▶ **What needs to be done**:
Give the number of lines in the listing that contain "SourceKind", with no other words.

▶ **Records supplied**:

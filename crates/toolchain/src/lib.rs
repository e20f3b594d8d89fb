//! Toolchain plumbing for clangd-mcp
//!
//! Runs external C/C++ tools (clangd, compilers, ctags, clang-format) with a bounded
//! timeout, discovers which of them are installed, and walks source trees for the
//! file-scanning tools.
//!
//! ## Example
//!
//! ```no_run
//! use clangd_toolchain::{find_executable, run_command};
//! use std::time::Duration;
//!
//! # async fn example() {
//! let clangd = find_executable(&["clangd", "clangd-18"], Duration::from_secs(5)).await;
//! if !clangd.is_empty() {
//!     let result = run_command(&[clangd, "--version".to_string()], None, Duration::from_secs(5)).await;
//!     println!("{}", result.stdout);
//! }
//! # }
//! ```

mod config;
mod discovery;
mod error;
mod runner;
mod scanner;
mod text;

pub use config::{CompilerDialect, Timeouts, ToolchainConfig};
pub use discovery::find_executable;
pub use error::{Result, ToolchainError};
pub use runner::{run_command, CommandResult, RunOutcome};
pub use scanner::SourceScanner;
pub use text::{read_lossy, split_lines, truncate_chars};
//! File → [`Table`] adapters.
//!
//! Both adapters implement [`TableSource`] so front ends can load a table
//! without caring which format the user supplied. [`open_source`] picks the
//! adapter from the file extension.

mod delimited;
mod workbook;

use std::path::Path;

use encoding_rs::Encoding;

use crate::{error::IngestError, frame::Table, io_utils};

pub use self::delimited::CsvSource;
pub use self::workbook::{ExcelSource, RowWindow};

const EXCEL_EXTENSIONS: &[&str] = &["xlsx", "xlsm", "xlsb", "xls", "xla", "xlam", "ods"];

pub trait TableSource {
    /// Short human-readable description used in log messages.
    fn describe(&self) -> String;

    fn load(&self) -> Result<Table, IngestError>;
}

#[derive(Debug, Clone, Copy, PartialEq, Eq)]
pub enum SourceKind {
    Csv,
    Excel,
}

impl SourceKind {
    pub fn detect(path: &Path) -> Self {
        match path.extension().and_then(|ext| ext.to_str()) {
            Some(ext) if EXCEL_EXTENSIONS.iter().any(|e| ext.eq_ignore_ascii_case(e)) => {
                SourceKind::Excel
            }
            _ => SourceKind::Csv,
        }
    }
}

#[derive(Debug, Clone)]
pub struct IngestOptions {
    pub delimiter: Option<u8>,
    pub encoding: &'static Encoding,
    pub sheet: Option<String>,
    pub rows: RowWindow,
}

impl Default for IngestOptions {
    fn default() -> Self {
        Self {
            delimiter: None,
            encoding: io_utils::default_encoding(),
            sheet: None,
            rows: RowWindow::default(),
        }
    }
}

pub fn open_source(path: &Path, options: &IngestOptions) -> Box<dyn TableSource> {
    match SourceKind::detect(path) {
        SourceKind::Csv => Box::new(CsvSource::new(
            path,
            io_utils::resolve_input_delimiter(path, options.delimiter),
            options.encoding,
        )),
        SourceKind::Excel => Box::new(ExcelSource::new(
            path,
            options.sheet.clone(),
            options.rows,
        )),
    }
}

...

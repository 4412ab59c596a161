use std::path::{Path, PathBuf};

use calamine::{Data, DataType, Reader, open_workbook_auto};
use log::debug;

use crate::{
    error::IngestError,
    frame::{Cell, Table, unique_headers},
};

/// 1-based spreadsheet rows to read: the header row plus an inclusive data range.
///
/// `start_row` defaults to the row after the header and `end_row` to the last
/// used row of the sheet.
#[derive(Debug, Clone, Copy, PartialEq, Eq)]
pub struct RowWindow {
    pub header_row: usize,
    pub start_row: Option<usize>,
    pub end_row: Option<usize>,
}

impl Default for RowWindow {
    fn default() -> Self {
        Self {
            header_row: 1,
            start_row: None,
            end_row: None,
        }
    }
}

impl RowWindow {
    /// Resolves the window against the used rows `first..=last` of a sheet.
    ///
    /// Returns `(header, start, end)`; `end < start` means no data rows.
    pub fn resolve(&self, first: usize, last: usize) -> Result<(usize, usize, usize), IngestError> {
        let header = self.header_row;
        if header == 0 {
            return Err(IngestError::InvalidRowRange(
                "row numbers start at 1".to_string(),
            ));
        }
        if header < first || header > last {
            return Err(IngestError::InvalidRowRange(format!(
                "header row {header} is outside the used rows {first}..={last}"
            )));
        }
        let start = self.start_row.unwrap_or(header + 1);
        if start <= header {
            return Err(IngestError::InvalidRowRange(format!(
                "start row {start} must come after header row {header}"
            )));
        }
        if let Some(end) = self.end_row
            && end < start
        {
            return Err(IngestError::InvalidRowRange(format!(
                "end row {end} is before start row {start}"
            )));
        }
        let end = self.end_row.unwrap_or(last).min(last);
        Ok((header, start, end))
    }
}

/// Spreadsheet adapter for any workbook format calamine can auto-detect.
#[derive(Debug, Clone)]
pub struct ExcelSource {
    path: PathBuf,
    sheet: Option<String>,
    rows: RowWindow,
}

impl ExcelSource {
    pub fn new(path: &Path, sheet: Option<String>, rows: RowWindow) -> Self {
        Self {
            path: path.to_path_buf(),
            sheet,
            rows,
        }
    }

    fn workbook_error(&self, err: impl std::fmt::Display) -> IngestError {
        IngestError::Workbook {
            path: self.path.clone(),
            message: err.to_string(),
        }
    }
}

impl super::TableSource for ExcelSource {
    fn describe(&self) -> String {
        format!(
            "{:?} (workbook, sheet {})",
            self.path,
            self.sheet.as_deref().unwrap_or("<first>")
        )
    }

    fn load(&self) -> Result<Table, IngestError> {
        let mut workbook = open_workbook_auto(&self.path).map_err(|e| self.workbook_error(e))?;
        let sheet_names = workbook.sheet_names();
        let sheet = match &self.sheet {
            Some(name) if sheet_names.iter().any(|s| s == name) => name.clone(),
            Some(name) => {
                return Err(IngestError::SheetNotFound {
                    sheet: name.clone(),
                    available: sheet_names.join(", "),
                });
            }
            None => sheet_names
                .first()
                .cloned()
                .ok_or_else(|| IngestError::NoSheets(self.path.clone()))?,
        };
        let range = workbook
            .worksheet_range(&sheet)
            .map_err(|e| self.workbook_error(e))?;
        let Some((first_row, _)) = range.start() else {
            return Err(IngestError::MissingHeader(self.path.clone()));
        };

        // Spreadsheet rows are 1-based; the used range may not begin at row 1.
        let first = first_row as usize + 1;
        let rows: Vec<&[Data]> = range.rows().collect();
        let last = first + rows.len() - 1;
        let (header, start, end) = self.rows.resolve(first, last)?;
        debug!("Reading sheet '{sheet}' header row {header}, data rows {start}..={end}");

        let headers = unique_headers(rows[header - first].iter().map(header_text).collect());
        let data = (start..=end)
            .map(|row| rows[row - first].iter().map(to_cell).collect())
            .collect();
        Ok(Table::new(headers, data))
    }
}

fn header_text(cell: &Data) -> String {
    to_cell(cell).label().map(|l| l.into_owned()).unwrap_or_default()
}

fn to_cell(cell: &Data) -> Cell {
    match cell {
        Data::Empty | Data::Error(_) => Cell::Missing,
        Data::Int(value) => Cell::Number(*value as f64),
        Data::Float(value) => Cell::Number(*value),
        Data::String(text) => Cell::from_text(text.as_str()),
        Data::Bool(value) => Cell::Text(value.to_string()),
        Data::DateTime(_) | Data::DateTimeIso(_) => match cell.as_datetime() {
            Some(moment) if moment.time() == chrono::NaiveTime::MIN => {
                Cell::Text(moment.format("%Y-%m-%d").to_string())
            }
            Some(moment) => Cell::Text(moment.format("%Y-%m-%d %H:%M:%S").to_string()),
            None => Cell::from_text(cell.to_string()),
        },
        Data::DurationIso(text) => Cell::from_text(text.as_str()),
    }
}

▶ **Answer for this exercise**:
7